Du rituel à l’action performative

Lazaro Benitez1

(…) Parle fièrement à tes enfants
Où que tu les trouves
Dis-leur Vous descendez d’esclaves
Et votre mère était Une princesse Dans les ténèbres.
Audre Lorde

Let’s go back to the river est la nouvelle création de la chorégraphe martiniquaise Annabel Guérédrat. Avec cette pièce, elle nous invite à plonger dans un acte cérémoniel, une performance rituelle de couronnement à Ochún, déesse des eaux douces, des richesses et de l’amour, tout en nous appelant à une expansion sensorielle où se mêlent sons, images, odeurs, ruptures fictionnelles et la construction d’une communauté futuriste. Nous passons du cérémoniel à un dédoublement de l’intime, partageant ainsi le processus de devenir mère cyborg. Cet acte de rencontre communautaire nous permet d’expérimenter ce que dit bell hooks : « C’est dans la communauté, c’est à travers la communauté que le monde trouvera son salut ».
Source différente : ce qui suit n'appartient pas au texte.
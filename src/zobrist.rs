//! Zobrist hashing for chess positions.
//!
//! Provides incrementally-updatable 64-bit position hashes for the
//! transposition table, plus a pawn-only key for the pawn structure cache.

use rand::prelude::*;

use crate::board::{Color, Piece, Square};

pub(crate) struct ZobristKeys {
    // piece_keys[piece_type][color][square_index]
    pub(crate) piece_keys: [[[u64; 64]; 2]; 6],
    pub(crate) black_to_move_key: u64,
    // castling_keys[right bit index]: WK, WQ, BK, BQ
    pub(crate) castling_keys: [u64; 4],
    // en_passant_keys[file_index] (only the file matters for the EP target)
    pub(crate) en_passant_keys: [u64; 8],
}

impl ZobristKeys {
    fn new() -> Self {
        let mut rng = StdRng::seed_from_u64(0x9E37_79B9_7F4A_7C15); // fixed seed for reproducibility
        let mut piece_keys = [[[0; 64]; 2]; 6];
        let mut castling_keys = [0; 4];
        let mut en_passant_keys = [0; 8];

        for piece in &mut piece_keys {
            for color in piece.iter_mut() {
                for key in color.iter_mut() {
                    *key = rng.gen();
                }
            }
        }

        let black_to_move_key = rng.gen();

        for key in &mut castling_keys {
            *key = rng.gen();
        }

        for key in &mut en_passant_keys {
            *key = rng.gen();
        }

        ZobristKeys {
            piece_keys,
            black_to_move_key,
            castling_keys,
            en_passant_keys,
        }
    }

    /// XOR contribution of a castling-rights bitmask
    #[inline]
    pub(crate) fn castling_hash(&self, rights: u8) -> u64 {
        let mut hash = 0;
        for (bit, key) in self.castling_keys.iter().enumerate() {
            if rights & (1 << bit) != 0 {
                hash ^= key;
            }
        }
        hash
    }

    #[inline]
    pub(crate) fn piece_key(&self, piece: Piece, color: Color, sq: Square) -> u64 {
        self.piece_keys[piece.index()][color.index()][sq.index()]
    }
}

// Initialized lazily, read-only after first use
pub(crate) static ZOBRIST: std::sync::LazyLock<ZobristKeys> =
    std::sync::LazyLock::new(ZobristKeys::new);
//! UCI protocol front end.
//!
//! The loop owns the game board and the engine configuration; `go`
//! hands a cloned engine and board to a background thread so `stop`
//! and `ponderhit` stay responsive. Malformed input is reported as an
//! `info string` diagnostic and never corrupts the engine state.

use std::io::BufRead;
use std::sync::Arc;
use std::thread::JoinHandle;

use crate::board::Board;
use crate::book::PolyglotBook;
use crate::search::{Engine, SearchIterationInfo, SearchLimits};

const ENGINE_NAME: &str = concat!("krait ", env!("CARGO_PKG_VERSION"));

struct UciState {
    engine: Engine,
    board: Board,
    last_limits: SearchLimits,
    search_thread: Option<JoinHandle<()>>,
    own_book: bool,
    book_path: Option<String>,
}

impl UciState {
    fn new() -> Self {
        let mut engine = Engine::new();
        engine.set_info_callback(Arc::new(print_info));
        UciState {
            engine,
            board: Board::new(),
            last_limits: SearchLimits::default(),
            search_thread: None,
            own_book: false,
            book_path: None,
        }
    }

    /// Stop any running search and wait for its bestmove.
    fn finish_search(&mut self) {
        if let Some(handle) = self.search_thread.take() {
            self.engine.stop();
            let _ = handle.join();
        }
    }
}

fn print_info(info: &SearchIterationInfo) {
    let score = match info.mate_in {
        Some(mate) => format!("mate {mate}"),
        None => format!("cp {}", info.score),
    };
    println!(
        "info depth {} seldepth {} score {} nodes {} nps {} hashfull {} time {} pv {}",
        info.depth,
        info.seldepth,
        score,
        info.nodes,
        info.nps,
        info.hashfull,
        info.time_ms,
        info.pv
    );
}

/// Blocking UCI command loop over stdin.
pub fn run_uci_loop() {
    let stdin = std::io::stdin();
    let mut state = UciState::new();

    for line in stdin.lock().lines() {
        let Ok(line) = line else { break };
        let tokens: Vec<&str> = line.split_whitespace().collect();
        let Some(&command) = tokens.first() else {
            continue;
        };

        match command {
            "uci" => {
                println!("id name {ENGINE_NAME}");
                println!("id author the krait developers");
                println!("option name Hash type spin default 64 min 1 max 2048");
                println!("option name Threads type spin default 1 min 1 max 128");
                println!("option name Ponder type check default false");
                println!("option name OwnBook type check default false");
                println!("option name BookFile type string default <empty>");
                println!("uciok");
            }
            "isready" => println!("readyok"),
            "ucinewgame" => {
                state.finish_search();
                state.engine.new_game();
                state.board = Board::new();
            }
            "position" => {
                state.finish_search();
                handle_position(&mut state, &tokens[1..]);
            }
            "go" => {
                state.finish_search();
                handle_go(&mut state, &tokens[1..]);
            }
            "stop" => state.engine.stop(),
            "ponderhit" => state.engine.ponderhit(&state.last_limits),
            "setoption" => handle_setoption(&mut state, &tokens[1..]),
            "perft" => {
                let depth = tokens
                    .get(1)
                    .and_then(|t| t.parse::<usize>().ok())
                    .unwrap_or(1);
                handle_perft(&mut state.board, depth);
            }
            "quit" => {
                state.finish_search();
                break;
            }
            _ => println!("info string unknown command '{command}'"),
        }
    }
}

fn handle_position(state: &mut UciState, args: &[&str]) {
    let mut board;
    let index;

    match args.first() {
        Some(&"startpos") => {
            board = Board::new();
            index = 1;
        }
        Some(&"fen") => {
            // FEN is the next up-to-six fields, until "moves"
            let fen_end = args
                .iter()
                .position(|&t| t == "moves")
                .unwrap_or(args.len());
            let fen = args[1..fen_end].join(" ");
            match Board::try_from_fen(&fen) {
                Ok(parsed) => board = parsed,
                Err(err) => {
                    println!("info string bad fen: {err}");
                    return;
                }
            }
            index = fen_end;
        }
        _ => {
            println!("info string position needs 'startpos' or 'fen'");
            return;
        }
    }

    if args.get(index) == Some(&"moves") {
        for uci in &args[index + 1..] {
            if let Err(err) = board.play_uci(uci) {
                println!("info string {err}");
                break;
            }
        }
    }

    state.board = board;
}

fn handle_go(state: &mut UciState, args: &[&str]) {
    let mut limits = SearchLimits::default();
    let white_to_move = state.board.side_to_move() == crate::board::Color::White;

    fn parse_u64(token: Option<&&str>) -> Option<u64> {
        token.and_then(|t| t.parse().ok())
    }

    let mut iter = args.iter();
    while let Some(&token) = iter.next() {
        match token {
            "wtime" => {
                if let Some(v) = parse_u64(iter.next()) {
                    if white_to_move {
                        limits.time_left_ms = Some(v);
                    }
                }
            }
            "btime" => {
                if let Some(v) = parse_u64(iter.next()) {
                    if !white_to_move {
                        limits.time_left_ms = Some(v);
                    }
                }
            }
            "winc" => {
                if let Some(v) = parse_u64(iter.next()) {
                    if white_to_move {
                        limits.increment_ms = v;
                    }
                }
            }
            "binc" => {
                if let Some(v) = parse_u64(iter.next()) {
                    if !white_to_move {
                        limits.increment_ms = v;
                    }
                }
            }
            "movetime" => limits.movetime_ms = parse_u64(iter.next()),
            "depth" => {
                limits.depth = iter.next().and_then(|t| t.parse::<i32>().ok());
            }
            "movestogo" | "nodes" | "mate" => {
                // Accepted but unused by the time model
                let _ = iter.next();
            }
            "infinite" => limits.infinite = true,
            "ponder" => limits.ponder = true,
            _ => {}
        }
    }

    state.last_limits = limits.clone();

    // Reload the book lazily when enabled
    if state.own_book {
        if let Some(path) = &state.book_path {
            match PolyglotBook::load(path) {
                Ok(book) => state.engine.set_book(Some(book)),
                Err(err) => {
                    println!("info string book '{path}' not loaded: {err}");
                    state.engine.set_book(None);
                }
            }
        }
    } else {
        state.engine.set_book(None);
    }

    let engine = state.engine.clone();
    let board = state.board.clone();
    state.search_thread = Some(std::thread::spawn(move || {
        let report = engine.start_search(&board, &limits);
        match (report.best_move, report.ponder_move) {
            (Some(best), Some(ponder)) => println!("bestmove {best} ponder {ponder}"),
            (Some(best), None) => println!("bestmove {best}"),
            (None, _) => println!("bestmove (none)"),
        }
    }));
}

fn handle_setoption(state: &mut UciState, args: &[&str]) {
    // setoption name <tokens...> [value <tokens...>]
    let Some(name_at) = args.iter().position(|&t| t == "name") else {
        println!("info string setoption needs a name");
        return;
    };
    let value_at = args.iter().position(|&t| t == "value");
    let name = args[name_at + 1..value_at.unwrap_or(args.len())]
        .join(" ")
        .to_lowercase();
    let value = value_at.map(|at| args[at + 1..].join(" ")).unwrap_or_default();

    match name.as_str() {
        "hash" => match value.parse::<usize>() {
            Ok(mb) if (1..=2048).contains(&mb) => state.engine.set_hash_mb(mb),
            _ => println!("info string Hash must be 1..2048, got '{value}'"),
        },
        "threads" => match value.parse::<usize>() {
            Ok(n) if (1..=128).contains(&n) => state.engine.set_threads(n),
            _ => println!("info string Threads must be 1..128, got '{value}'"),
        },
        "ponder" => {
            // Pondering is driven per-`go`; the option just has to parse
            if value.parse::<bool>().is_err() {
                println!("info string Ponder must be true or false, got '{value}'");
            }
        }
        "ownbook" => match value.parse::<bool>() {
            Ok(enabled) => state.own_book = enabled,
            Err(_) => println!("info string OwnBook must be true or false, got '{value}'"),
        },
        "bookfile" => {
            state.book_path = (!value.is_empty() && value != "<empty>").then_some(value);
        }
        _ => println!("info string unknown option '{name}'"),
    }
}

fn handle_perft(board: &mut Board, depth: usize) {
    let start = std::time::Instant::now();
    let mut total = 0u64;
    for (m, nodes) in board.perft_divide(depth) {
        println!("{m}: {nodes}");
        total += nodes;
    }
    let elapsed = start.elapsed().as_millis().max(1);
    println!(
        "nodes {total} time {elapsed}ms nps {}",
        total as u128 * 1000 / elapsed
    );
}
Je me permets d’écrire Ochún2 ainsi (avec un C) car ma relation aux pratiques religieuses afro-diasporiques s’inscrit dans le contexte cubain de la santería Lukumi, héritière des cultes yorubas du Nigeria et du Bénin. J’opte pour cette orthographe car elle reflète la multiplicité des rencontres générées par l’écriture et les travestissements scripturaux qui enrichissent le pouvoir symbolique de l’action. Écrire ainsi souligne le caractère transculturel de cette œuvre, ou, pour reprendre une conception glissantienne, sa poétique de la relation.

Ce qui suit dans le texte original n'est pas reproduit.